Your objective: Set down exactly each line of the entries below, beginning at the one that contains "pub mod media_types" and ending at the last, and no others.

(Stored data)
——————————

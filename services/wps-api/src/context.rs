//! Request-scoped execution context.
//!
//! Every Execute request gets its own context carrying a request id and a
//! `tracing` span. Components receive the context explicitly and log under
//! its span, so concurrent executions never share logging state.

use chrono::{DateTime, Utc};
use tracing::Span;
use uuid::Uuid;

/// Context of a single process execution.
#[derive(Debug, Clone)]
pub struct RequestContext {
    pub request_id: Uuid,
    pub process: String,
    pub started_at: DateTime<Utc>,
    pub span: Span,
}

impl RequestContext {
    /// Create a context for a new execution of `process`.
    pub fn new(process: impl Into<String>) -> Self {
        let request_id = Uuid::new_v4();
        let process = process.into();
        let span = tracing::info_span!(
            "execute",
            request_id = %request_id,
            process = %process,
        );
        Self {
            request_id,
            process,
            started_at: Utc::now(),
            span,
        }
    }

    /// Milliseconds since the execution started.
    pub fn elapsed_ms(&self) -> i64 {
        (Utc::now() - self.started_at).num_milliseconds()
    }
}

#[cfg(test)]
mod tests {
    use super::*;

    #[test]
    fn test_contexts_are_distinct() {
        let a = RequestContext::new("subset_polygon");
        let b = RequestContext::new("subset_polygon");

        assert_ne!(a.request_id, b.request_id);
        assert_eq!(a.process, "subset_polygon");
        assert!(a.elapsed_ms() >= 0);
    }
}
//! Service configuration loading and validation.
//!
//! Configuration comes from an optional YAML file, with individual values
//! overridable from the command line or environment. It is validated once
//! at startup and then passed explicitly to the components that need it.

use std::path::{Path, PathBuf};
use std::time::Duration;

use anyhow::{bail, Context, Result};
use serde::{Deserialize, Serialize};

use crate::download::DownloadConfig;
use crate::outputs::OutputNaming;

/// Top-level service configuration.
#[derive(Debug, Clone, Serialize, Deserialize)]
#[serde(default)]
pub struct ServerConfig {
    /// Listen address.
    pub listen: String,

    /// Public URL of the WPS endpoint, used in response documents.
    pub service_url: String,

    /// Host (and port) of the geoserver providing features.
    pub geoserver_host: String,

    /// Root directory for process outputs.
    pub output_path: PathBuf,

    /// Public URL the output root is reachable at.
    pub output_url: String,

    /// Directory for downloaded copies of remote datasets.
    pub scratch_dir: PathBuf,

    /// Output naming policy.
    pub output_naming: OutputNaming,

    pub download: DownloadSettings,
    pub probe: ProbeSettings,
    pub compute: ComputeSettings,
}

impl Default for ServerConfig {
    fn default() -> Self {
        Self {
            listen: "0.0.0.0:8094".to_string(),
            service_url: "http://localhost:8094/wps".to_string(),
            geoserver_host: String::new(),
            output_path: PathBuf::from("/data/wpsoutputs"),
            output_url: "http://localhost:8094/outputs".to_string(),
            scratch_dir: std::env::temp_dir(),
            output_naming: OutputNaming::default(),
            download: DownloadSettings::default(),
            probe: ProbeSettings::default(),
            compute: ComputeSettings::default(),
        }
    }
}

/// Timeouts for the download fallback.
#[derive(Debug, Clone, Serialize, Deserialize)]
#[serde(default)]
pub struct DownloadSettings {
    pub request_timeout_secs: u64,
    pub connect_timeout_secs: u64,
}

impl Default for DownloadSettings {
    fn default() -> Self {
        Self {
            request_timeout_secs: 600,
            connect_timeout_secs: 30,
        }
    }
}

impl DownloadSettings {
    pub fn to_download_config(&self) -> DownloadConfig {
        DownloadConfig {
            request_timeout: Duration::from_secs(self.request_timeout_secs),
            connect_timeout: Duration::from_secs(self.connect_timeout_secs),
        }
    }
}

/// Dataset probe settings.
#[derive(Debug, Clone, Serialize, Deserialize)]
#[serde(default)]
pub struct ProbeSettings {
    /// `ncdump` executable.
    pub command: String,
}

impl Default for ProbeSettings {
    fn default() -> Self {
        Self {
            command: "ncdump".to_string(),
        }
    }
}

/// Computation backend settings.
#[derive(Debug, Clone, Serialize, Deserialize)]
#[serde(default)]
pub struct ComputeSettings {
    /// Command line of the backend program, operation arguments excluded.
    pub command: Vec<String>,
}

impl Default for ComputeSettings {
    fn default() -> Self {
        Self {
            command: vec!["ncgeo".to_string()],
        }
    }
}

impl ServerConfig {
    /// Load configuration from a YAML file.
    pub fn load_from_file(path: &Path) -> Result<Self> {
        let content = std::fs::read_to_string(path)
            .with_context(|| format!("Failed to read config: {:?}", path))?;
        serde_yaml::from_str(&content).with_context(|| format!("Failed to parse config: {:?}", path))
    }

    /// Load from `path` if given, otherwise start from defaults.
    pub fn load(path: Option<&Path>) -> Result<Self> {
        match path {
            Some(path) => Self::load_from_file(path),
            None => {
                tracing::warn!("No config file given, using defaults");
                Ok(Self::default())
            }
        }
    }

    /// WFS GetFeature base URL derived from the geoserver host.
    pub fn wfs_base_url(&self) -> String {
        crate::geometry::wfs_base_url(&self.geoserver_host)
    }

    /// Check the configuration for values that cannot work.
    pub fn validate(&self) -> Result<()> {
        if self.geoserver_host.trim().is_empty() {
            bail!("geoserver_host must be set (config file or GEOSERVER_HOST)");
        }
        if self.geoserver_host.contains("://") {
            bail!(
                "geoserver_host must be a host[:port], not a URL: {}",
                self.geoserver_host
            );
        }
        for (name, url) in [("service_url", &self.service_url), ("output_url", &self.output_url)] {
            if !(url.starts_with("http://") || url.starts_with("https://")) {
                bail!("{} must be an absolute http(s) URL: {}", name, url);
            }
        }
        if self.download.request_timeout_secs == 0 || self.download.connect_timeout_secs == 0 {
            bail!("download timeouts must be greater than zero");
        }
        if self.probe.command.trim().is_empty() {
            bail!("probe.command must not be empty");
        }
        if self.compute.command.is_empty() {
            bail!("compute.command must not be empty");
        }
        Ok(())
    }

    /// Create the output, status and scratch directories if missing.
    pub fn prepare_directories(&self) -> Result<()> {
        for dir in [
            self.output_path.clone(),
            self.output_path.join("status"),
            self.scratch_dir.clone(),
        ] {
            std::fs::create_dir_all(&dir)
                .with_context(|| format!("Failed to create directory: {:?}", dir))?;
        }
        Ok(())
    }
}

#[cfg(test)]
mod tests {
    use super::*;

    fn valid() -> ServerConfig {
        ServerConfig {
            geoserver_host: "geoserver:8080".to_string(),
            ..ServerConfig::default()
        }
    }

    #[test]
    fn test_defaults_need_geoserver_host() {
        let err = ServerConfig::default().validate().unwrap_err();
        assert!(err.to_string().contains("geoserver_host"));
        assert!(valid().validate().is_ok());
    }

    #[test]
    fn test_rejects_bad_values() {
        let mut config = valid();
        config.geoserver_host = "http://geoserver".to_string();
        assert!(config.validate().is_err());

        let mut config = valid();
        config.output_url = "/outputs".to_string();
        assert!(config.validate().is_err());

        let mut config = valid();
        config.download.request_timeout_secs = 0;
        assert!(config.validate().is_err());

        let mut config = valid();
        config.compute.command.clear();
        assert!(config.validate().is_err());
    }

    #[test]
    fn test_partial_yaml_uses_defaults() {
        let yaml = r#"
geoserver_host: geoserver:8080
output_path: /srv/outputs
output_naming: request_scoped
download:
  request_timeout_secs: 60
compute:
  command: ["python", "-m", "ncgeo"]
"#;
        let config: ServerConfig = serde_yaml::from_str(yaml).unwrap();

        assert_eq!(config.output_path, PathBuf::from("/srv/outputs"));
        assert_eq!(config.output_naming, OutputNaming::RequestScoped);
        assert_eq!(config.download.request_timeout_secs, 60);
        assert_eq!(config.download.connect_timeout_secs, 30);
        assert_eq!(config.probe.command, "ncdump");
        assert_eq!(config.compute.command, vec!["python", "-m", "ncgeo"]);
        assert_eq!(config.listen, "0.0.0.0:8094");
        assert!(config.validate().is_ok());
    }

    #[test]
    fn test_wfs_base_url() {
        assert_eq!(
            valid().wfs_base_url(),
            "http://geoserver:8080/geoserver/ows?service=WFS&version=1.0.0&request=GetFeature&typeName="
        );
    }

    #[test]
    fn test_load_from_file_and_prepare() {
        let dir = tempfile::tempdir().unwrap();
        let output = dir.path().join("outputs");
        let path = dir.path().join("wps.yaml");
        std::fs::write(
            &path,
            format!(
                "geoserver_host: localhost:8087\noutput_path: {}\nscratch_dir: {}\n",
                output.display(),
                dir.path().join("scratch").display()
            ),
        )
        .unwrap();

        let config = ServerConfig::load(Some(&path)).unwrap();
        config.prepare_directories().unwrap();

        assert!(output.join("status").is_dir());
        assert!(dir.path().join("scratch").is_dir());
    }

    #[test]
    fn test_missing_file() {
        assert!(ServerConfig::load(Some(Path::new("/nonexistent/wps.yaml"))).is_err());
    }
}
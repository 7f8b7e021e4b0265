//! OGC Web Processing Service (WPS) Protocol
//!
//! This crate provides the types and documents needed to host processes
//! behind a WPS 1.0.0 endpoint using the KVP (HTTP GET) binding.
//!
//! # Supported Operations
//!
//! - GetCapabilities
//! - DescribeProcess
//! - Execute (synchronous, stored, and stored with status updates)
//!
//! # Example
//!
//! ```rust
//! use wps_protocol::{WpsKvpParams, WpsRequest};
//!
//! let params = WpsKvpParams::from_pairs([
//!     ("service", "WPS"),
//!     ("request", "Execute"),
//!     ("version", "1.0.0"),
//!     ("identifier", "subset_polygon"),
//!     ("DataInputs", "typename=usa:states;featureids=states.4"),
//! ]);
//!
//! let WpsRequest::Execute(execute) = params.into_request().unwrap() else {
//!     panic!("expected an Execute request");
//! };
//! assert_eq!(execute.identifier, "subset_polygon");
//! assert_eq!(execute.values("featureids"), vec!["states.4"]);
//! ```

pub mod errors;
pub mod process;
pub mod request;
pub mod responses;

pub use errors::{ExceptionCode, WpsError, WpsResult};
pub use process::{
    ComplexOutputDescription, Format, LiteralInputDescription, ProcessDescription,
};
pub use request::{
    DataInput, DescribeProcessRequest, ExecuteRequest, GetCapabilitiesRequest, WpsKvpParams,
    WpsRequest,
};
pub use responses::{
    CapabilitiesDocument, ExecuteResponse, ExecutionStatus, OutputReference,
    ProcessDescriptionsDocument,
};

/// WPS protocol version served by this crate.
pub const WPS_VERSION: &str = "1.0.0";

/// Namespace URIs used in WPS 1.0.0 documents.
pub mod namespaces {
    pub const WPS: &str = "http://www.opengis.net/wps/1.0.0";
    pub const OWS: &str = "http://www.opengis.net/ows/1.1";
    pub const XLINK: &str = "http://www.w3.org/1999/xlink";
    pub const XSI: &str = "http://www.w3.org/2001/XMLSchema-instance";
}

/// Media types used in WPS responses.
pub mod media_types {
    /// NetCDF media type
    pub const NETCDF: &str = "application/x-netcdf";
    /// XML media type
    pub const XML: &str = "text/xml";
}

——————————

Result of this task:
pub mod media_types {
    /// NetCDF media type
    pub const NETCDF: &str = "application/x-netcdf";
    /// XML media type
    pub const XML: &str = "text/xml";
}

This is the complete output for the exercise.